On average it is fully accepted that people resident in rural areas have to travel three times as far, for most of their everyday services, but here in the case of Thurles, people forced to attend UHL must travel 81km, while elsewhere for the most part, A&E’s are at just 50km from any one base.
The overcrowded conditions within the Limerick facility were regarded as “unsafe” for both patients and those staff attending.
Tipperary elected TD’s, of all political affiliations, need to be fully aware that the people of North Tipperary; latter forced to depend on an under staffed University Hospital Limerick as their medical facility, are no longer amused.
In 2009, despite massive protests and medical advice, all 24-hour emergency department services in Nenagh; Ennis and St.

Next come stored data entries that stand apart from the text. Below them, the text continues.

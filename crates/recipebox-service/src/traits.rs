use async_trait::async_trait;
use recipebox_core::recipe::{NewRecipe, Recipe, RecipeId};
use thiserror::Error;

#[derive(Debug, Error)]
pub enum ServiceError {
    #[error("not found: {0}")]
    NotFound(String),

    #[error("invalid input: {0}")]
    InvalidInput(String),

    #[error("{status} - {message}")]
    Http { status: u16, message: String },

    #[error("internal error: {0}")]
    Internal(String),
}

impl ServiceError {
    /// HTTP status carried by the failure, when there was a response at all.
    pub fn status(&self) -> Option<u16> {
        match self {
            ServiceError::NotFound(_) => Some(404),
            ServiceError::InvalidInput(_) => Some(400),
            ServiceError::Http { status, .. } => Some(*status),
            ServiceError::Internal(_) => None,
        }
    }
}

/// Abstraction over the remote recipe collection.
///
/// The TUI talks to it through `BlockingHttpService`.
/// `HttpService` wraps an async HTTP client.
/// `LocalService` keeps records in memory and backs the stub server.
#[async_trait]
pub trait RecipeService: Send + Sync {
    async fn list_recipes(&self) -> Result<Vec<Recipe>, ServiceError>;
    async fn create_recipe(&self, input: &NewRecipe) -> Result<Recipe, ServiceError>;
    async fn update_recipe(&self, id: &RecipeId, recipe: &Recipe)
        -> Result<Recipe, ServiceError>;
    async fn delete_recipe(&self, id: &RecipeId) -> Result<(), ServiceError>;
}
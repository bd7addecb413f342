use crate::error::RecipeError;
use crate::filter;
use crate::form::{RecipeForm, ADD_LABEL, UPDATE_LABEL};
use crate::recipe::{NewRecipe, Recipe, RecipeId};
use crate::sort::{self, SortKey};

/// Whether the form is creating a new recipe or editing an existing one.
#[derive(Debug, Clone, Default, PartialEq, Eq)]
pub enum EditTarget {
    #[default]
    Idle,
    Editing(RecipeId),
}

impl EditTarget {
    pub fn id(&self) -> Option<&RecipeId> {
        match self {
            EditTarget::Idle => None,
            EditTarget::Editing(id) => Some(id),
        }
    }

    pub fn is_editing(&self) -> bool {
        matches!(self, EditTarget::Editing(_))
    }
}

/// The request a form submission turns into.
#[derive(Debug, Clone, PartialEq)]
pub enum Submission {
    Create(NewRecipe),
    Update(Recipe),
}

/// Everything the client knows between refreshes: the local mirror of the
/// remote list plus the form, edit target, search query and sort key.
#[derive(Debug, Clone, Default)]
pub struct ClientState {
    recipes: Vec<Recipe>,
    pub form: RecipeForm,
    edit: EditTarget,
    query: String,
    sort: Option<SortKey>,
}

impl ClientState {
    pub fn new() -> Self {
        Self::default()
    }

    pub fn recipes(&self) -> &[Recipe] {
        &self.recipes
    }

    /// Replace the mirror with a freshly fetched list. The active sort key,
    /// if any, is re-applied so a refresh does not undo it.
    pub fn replace_recipes(&mut self, recipes: Vec<Recipe>) {
        self.recipes = recipes;
        if let Some(key) = self.sort {
            sort::sort_recipes(&mut self.recipes, key);
        }
    }

    pub fn clear_recipes(&mut self) {
        self.recipes.clear();
    }

    pub fn find(&self, id: &RecipeId) -> Option<&Recipe> {
        self.recipes.iter().find(|r| &r.id == id)
    }

    /// Recipes matching the current search query, in list order.
    pub fn visible(&self) -> Vec<&Recipe> {
        filter::filter_recipes(&self.recipes, &self.query)
    }

    pub fn query(&self) -> &str {
        &self.query
    }

    pub fn set_query(&mut self, query: impl Into<String>) {
        self.query = query.into();
    }

    pub fn sort_key(&self) -> Option<SortKey> {
        self.sort
    }

    pub fn sort_by(&mut self, key: SortKey) {
        self.sort = Some(key);
        sort::sort_recipes(&mut self.recipes, key);
    }

    pub fn edit_target(&self) -> &EditTarget {
        &self.edit
    }

    pub fn submit_label(&self) -> &'static str {
        if self.edit.is_editing() {
            UPDATE_LABEL
        } else {
            ADD_LABEL
        }
    }

    /// Enter editing mode for `id` and load its values into the form.
    pub fn begin_edit(&mut self, id: &RecipeId) -> Result<&Recipe, RecipeError> {
        let index = self
            .recipes
            .iter()
            .position(|r| &r.id == id)
            .ok_or_else(|| RecipeError::NotFound(id.clone()))?;
        self.edit = EditTarget::Editing(id.clone());
        self.form = RecipeForm::from_recipe(&self.recipes[index]);
        Ok(&self.recipes[index])
    }

    pub fn cancel_edit(&mut self) {
        self.edit = EditTarget::Idle;
        self.form.clear();
    }

    /// Build the request for the current form contents.
    pub fn prepare_submit(&self) -> Result<Submission, RecipeError> {
        match &self.edit {
            EditTarget::Idle => Ok(Submission::Create(self.form.to_new_recipe())),
            EditTarget::Editing(id) => {
                let current = self
                    .find(id)
                    .ok_or_else(|| RecipeError::NotFound(id.clone()))?;
                Ok(Submission::Update(self.form.apply_to(current)))
            }
        }
    }

    /// A create or update went through: back to idle with an empty form.
    pub fn submit_succeeded(&mut self) {
        self.cancel_edit();
    }

    /// A recipe was deleted remotely. Drops the edit if it targeted it.
    pub fn forget(&mut self, id: &RecipeId) {
        if self.edit.id() == Some(id) {
            self.cancel_edit();
        }
    }
}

Johns were centralised to University Hospital Limerick, in the case of Thurles, some 1 hour & 20 minutes drive by ambulance.
A €19.5m temporary 60-bed block, currently being built on UHL hospital grounds, is now not expected to be staffed and operational before 2021.
Tipperary politicians have failed, totally, to highlighting the seriousness of UHL’s predicament; choosing instead to fool their electorate, by enhancing personal profiles; through being found photographed standing beside real successful people, and with many failing to even turn up at their place of work, which should be Dáil Éireann.
Perhaps the time has come to borrow a few tractors from local farmers and block the streets of Dublin.